Among the entries below, which lines include the string "output"? Show each one.

## Records for the exercise
================================
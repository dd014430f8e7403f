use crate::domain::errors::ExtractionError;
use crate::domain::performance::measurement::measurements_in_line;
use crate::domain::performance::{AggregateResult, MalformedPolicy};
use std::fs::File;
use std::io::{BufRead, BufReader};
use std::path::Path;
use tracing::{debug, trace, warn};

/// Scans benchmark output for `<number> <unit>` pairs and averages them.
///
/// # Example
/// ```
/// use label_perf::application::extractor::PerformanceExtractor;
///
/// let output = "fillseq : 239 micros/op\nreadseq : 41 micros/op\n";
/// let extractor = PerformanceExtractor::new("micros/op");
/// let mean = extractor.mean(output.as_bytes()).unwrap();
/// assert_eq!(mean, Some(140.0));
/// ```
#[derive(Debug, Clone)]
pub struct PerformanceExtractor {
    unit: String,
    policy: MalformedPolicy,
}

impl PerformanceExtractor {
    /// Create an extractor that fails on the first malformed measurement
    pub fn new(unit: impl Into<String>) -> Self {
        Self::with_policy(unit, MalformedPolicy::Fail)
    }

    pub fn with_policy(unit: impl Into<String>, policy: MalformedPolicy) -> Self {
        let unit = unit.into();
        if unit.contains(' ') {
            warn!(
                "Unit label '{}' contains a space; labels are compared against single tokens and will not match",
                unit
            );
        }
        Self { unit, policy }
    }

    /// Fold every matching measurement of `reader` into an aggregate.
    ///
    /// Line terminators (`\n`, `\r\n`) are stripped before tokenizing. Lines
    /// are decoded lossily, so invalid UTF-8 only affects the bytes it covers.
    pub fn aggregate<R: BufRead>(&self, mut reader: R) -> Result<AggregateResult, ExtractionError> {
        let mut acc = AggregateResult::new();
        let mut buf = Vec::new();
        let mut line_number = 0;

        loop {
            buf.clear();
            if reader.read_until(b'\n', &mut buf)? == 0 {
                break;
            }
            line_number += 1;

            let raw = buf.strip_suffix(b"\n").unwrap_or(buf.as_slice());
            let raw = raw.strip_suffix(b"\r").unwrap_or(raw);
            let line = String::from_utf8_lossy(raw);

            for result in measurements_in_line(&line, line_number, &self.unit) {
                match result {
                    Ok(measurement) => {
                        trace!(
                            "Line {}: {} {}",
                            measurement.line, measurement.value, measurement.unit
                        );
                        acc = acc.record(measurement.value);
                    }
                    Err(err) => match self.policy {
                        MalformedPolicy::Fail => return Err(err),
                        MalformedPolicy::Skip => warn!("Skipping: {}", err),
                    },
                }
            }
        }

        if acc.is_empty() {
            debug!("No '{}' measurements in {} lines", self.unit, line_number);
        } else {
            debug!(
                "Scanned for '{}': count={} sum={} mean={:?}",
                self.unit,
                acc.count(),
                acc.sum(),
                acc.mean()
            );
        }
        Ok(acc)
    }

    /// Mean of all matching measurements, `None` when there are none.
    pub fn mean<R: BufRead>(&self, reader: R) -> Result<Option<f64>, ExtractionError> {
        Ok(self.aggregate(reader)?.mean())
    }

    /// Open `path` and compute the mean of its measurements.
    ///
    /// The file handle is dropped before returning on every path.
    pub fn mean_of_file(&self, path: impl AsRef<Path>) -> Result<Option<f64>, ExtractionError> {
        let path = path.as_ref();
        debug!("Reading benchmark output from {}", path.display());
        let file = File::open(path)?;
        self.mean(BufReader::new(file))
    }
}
================================
## The completed task
/// Scans benchmark output for `<number> <unit>` pairs and averages them.
/// let output = "fillseq : 239 micros/op\nreadseq : 41 micros/op\n";
/// let mean = extractor.mean(output.as_bytes()).unwrap();
        debug!("Reading benchmark output from {}", path.display());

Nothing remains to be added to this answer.